Takeaway 2 – Open-ended questions, addressing player history and making the player aware of their behaviour are proven to prevent harm and don’t strip the customer of their autonomy
Therapy experts Rob Mabbett of Gordon Moody and Ian Semel of BreakEven provided examples of soft and hard interactions, what they are best suited for, and also advice on how to speak to at-risk customers.

“If you keep those channels of communication open from day one, interaction becomes normal and expected for the customer,” Mabbett said. “Don’t use words like ‘problem gambling’,” Moody added. “Ask open-ended questions and present the player history, allow the customer time to provide their explanation, ask if they are aware how much they have spent.”

Meanwhile, Daniel Reilly of Rank Group said, “It’s important to leave the customer feeling they are in control of the conversation for as long as possible.”

Takeaway 3 – VIPs receive the most communication from the operator and more interaction with a VIP manager to notice a change in behaviour
David Caruana from Kindred Group highlighted the depth of interaction VIP managers already have with their customers and how this should be repurposed to continually reassess VIPs over time.

“Account managers should know the VIP well enough through their verbal communication to notice gradual and sudden changes in behaviour and spend without employing any additional tools,” he said.

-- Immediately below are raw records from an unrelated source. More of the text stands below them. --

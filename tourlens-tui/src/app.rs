//! Application state — single-owner, main-thread only.
//!
//! Only the selection and parameters live here. Windows, statistics and
//! rankings are recomputed from the session whenever a panel draws.

use std::collections::HashSet;

use serde::{Deserialize, Serialize};

use tourlens_core::{EntityComparison, MultiComparison, QueryError};
use tourlens_runner::{sort_results, Session, SortKey};

/// Largest half width the +/- keys reach.
pub const MAX_HALF_WIDTH: i64 = tourlens_core::MAX_HALF_WIDTH_DAYS;

/// Which panel is active.
#[derive(Debug, Clone, Copy, PartialEq, Eq, Default, Serialize, Deserialize)]
pub enum Panel {
    #[default]
    Cities,
    Window,
    Compare,
    Data,
    Help,
}

impl Panel {
    pub const COUNT: usize = 5;

    pub fn index(self) -> usize {
        match self {
            Panel::Cities => 0,
            Panel::Window => 1,
            Panel::Compare => 2,
            Panel::Data => 3,
            Panel::Help => 4,
        }
    }

    pub fn from_index(i: usize) -> Option<Self> {
        match i {
            0 => Some(Panel::Cities),
            1 => Some(Panel::Window),
            2 => Some(Panel::Compare),
            3 => Some(Panel::Data),
            4 => Some(Panel::Help),
            _ => None,
        }
    }

    pub fn label(self) -> &'static str {
        match self {
            Panel::Cities => "Cities",
            Panel::Window => "Window",
            Panel::Compare => "Compare",
            Panel::Data => "Data",
            Panel::Help => "Help",
        }
    }

    pub fn next(self) -> Panel {
        Panel::from_index((self.index() + 1) % Self::COUNT).unwrap_or(Panel::Cities)
    }

    pub fn prev(self) -> Panel {
        Panel::from_index((self.index() + Self::COUNT - 1) % Self::COUNT)
            .unwrap_or(Panel::Cities)
    }
}

/// Status message severity.
#[derive(Debug, Clone, Copy, PartialEq, Eq)]
pub enum StatusLevel {
    Info,
    Warning,
    Error,
}

/// Which overlay (if any) is shown on top.
#[derive(Debug, Clone, Copy, PartialEq, Eq)]
pub enum Overlay {
    None,
    Welcome,
}

/// Cities panel: cursor doubles as the focused city for Window and Data.
#[derive(Debug, Default)]
pub struct CitiesPanelState {
    pub cursor: usize,
    pub selected: HashSet<String>,
}

#[derive(Debug, Default)]
pub struct ComparePanelState {
    pub sort: SortKey,
}

#[derive(Debug, Default)]
pub struct DataPanelState {
    pub scroll: usize,
}

/// Top-level application state.
pub struct AppState {
    pub active_panel: Panel,
    pub running: bool,

    pub session: Session,

    pub cities: CitiesPanelState,
    pub compare: ComparePanelState,
    pub data: DataPanelState,

    pub status_message: Option<(String, StatusLevel)>,
    pub overlay: Overlay,
}

impl AppState {
    pub fn new(session: Session) -> Self {
        Self {
            active_panel: Panel::Cities,
            running: true,
            session,
            cities: CitiesPanelState::default(),
            compare: ComparePanelState::default(),
            data: DataPanelState::default(),
            status_message: None,
            overlay: Overlay::None,
        }
    }

    pub fn city_count(&self) -> usize {
        self.session.registry.len()
    }

    /// City under the Cities cursor.
    pub fn focused_city(&self) -> Option<&str> {
        self.session
            .registry
            .events()
            .get(self.cities.cursor)
            .map(|e| e.entity.as_str())
    }

    /// Move the cursor to `entity`. Returns false if it is not registered.
    pub fn focus(&mut self, entity: &str) -> bool {
        match self
            .session
            .registry
            .events()
            .iter()
            .position(|e| e.entity == entity)
        {
            Some(i) => {
                self.cities.cursor = i;
                self.data.scroll = 0;
                true
            }
            None => false,
        }
    }

    /// Step the focused city, clamped to the list.
    pub fn move_focus(&mut self, delta: isize) {
        let count = self.city_count();
        if count == 0 {
            return;
        }
        let next = self.cities.cursor.saturating_add_signed(delta).min(count - 1);
        if next != self.cities.cursor {
            self.cities.cursor = next;
            self.data.scroll = 0;
        }
    }

    pub fn toggle_focused(&mut self) {
        let Some(entity) = self.focused_city().map(str::to_string) else {
            return;
        };
        if !self.cities.selected.remove(&entity) {
            self.cities.selected.insert(entity);
        }
    }

    pub fn select_all(&mut self) {
        self.cities.selected = self
            .session
            .registry
            .entities()
            .into_iter()
            .map(String::from)
            .collect();
    }

    pub fn is_selected(&self, entity: &str) -> bool {
        self.cities.selected.contains(entity)
    }

    /// Selected cities in registration order.
    pub fn selected_cities(&self) -> Vec<&str> {
        self.session
            .registry
            .entities()
            .into_iter()
            .filter(|e| self.cities.selected.contains(*e))
            .collect()
    }

    /// Window comparison for the focused city.
    pub fn focused_comparison(&self) -> Option<Result<EntityComparison, QueryError>> {
        self.focused_city()
            .map(|entity| self.session.compare_entity(entity))
    }

    /// Multi-city comparison over the selection (every city when none is
    /// selected), in the current sort order.
    pub fn comparison(&self) -> MultiComparison {
        let mut out = self.session.compare_selection(&self.selected_cities());
        sort_results(&mut out.results, self.compare.sort);
        out
    }

    pub fn adjust_half_width(&mut self, delta: i64) {
        let settings = &mut self.session.settings;
        let next = (settings.half_width_days + delta).clamp(0, MAX_HALF_WIDTH);
        if next != settings.half_width_days {
            settings.half_width_days = next;
            self.data.scroll = 0;
            self.set_status(format!("Window ±{next} days"));
        }
    }

    pub fn toggle_welch(&mut self) {
        let settings = &mut self.session.settings;
        settings.welch_test = !settings.welch_test;
        let msg = if settings.welch_test {
            "Welch t-test on"
        } else {
            "Welch t-test off"
        };
        self.set_status(msg);
    }

    pub fn cycle_sort(&mut self) {
        self.compare.sort = self.compare.sort.next();
        self.set_status(format!("Sort by {}", self.compare.sort));
    }

    pub fn set_status(&mut self, msg: impl Into<String>) {
        self.status_message = Some((msg.into(), StatusLevel::Info));
    }

    pub fn set_warning(&mut self, msg: impl Into<String>) {
        self.status_message = Some((msg.into(), StatusLevel::Warning));
    }

    pub fn set_error(&mut self, msg: impl Into<String>) {
        self.status_message = Some((msg.into(), StatusLevel::Error));
    }
}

Janny Wierda of Holland Casino added: “If your protection measures for all customers are robust enough, you don’t need to spend extra to protect your VIPs; you only need to tailor how you approach them instead.”

Takeaway 4 – VIPs are a long-term investment for the operator and their play must be sustainable and treated ethically
The industry remains reliant on revenue from VIPs and while there is a definite shift towards re-evaluating VIP models and industry pressure to reduce focus on these players, the transition cannot happen overnight – sustainability must be considered in the long-term.

“All VIPs should go through an ethical filter at least once a year,” advised Wierda.

Kindred’s Caruana added that they should “receive RG communication from the moment they are classified as a VIP”.

Final thoughts
From our discussions, it is clear that verbal communication is by far the most effective and, coincidentally, cost-effective way to interact with customers – and that making these conversations the norm in your business will allow for more effective and more frequent evaluation of customers.

Interacting with VIPs remains a similar discussion and perhaps should be less invasive where regular communication with a VIP manager is already the norm. Above all, though, interaction from as early on in the customer journey as possible will always prevent customers from requiring drastic measures in the future.

“Customers who resist interaction or feel affronted by it are often times the ones who need it,” concluded Ian Semel. David Clifton from Clifton Davies Consultancy added that they “should then be re-targeted through more specialised channels.”

Gabriela Martins da Silva is a production executive at Clarion Gaming with responsibility for the WrB webinar series in partnership with iGB.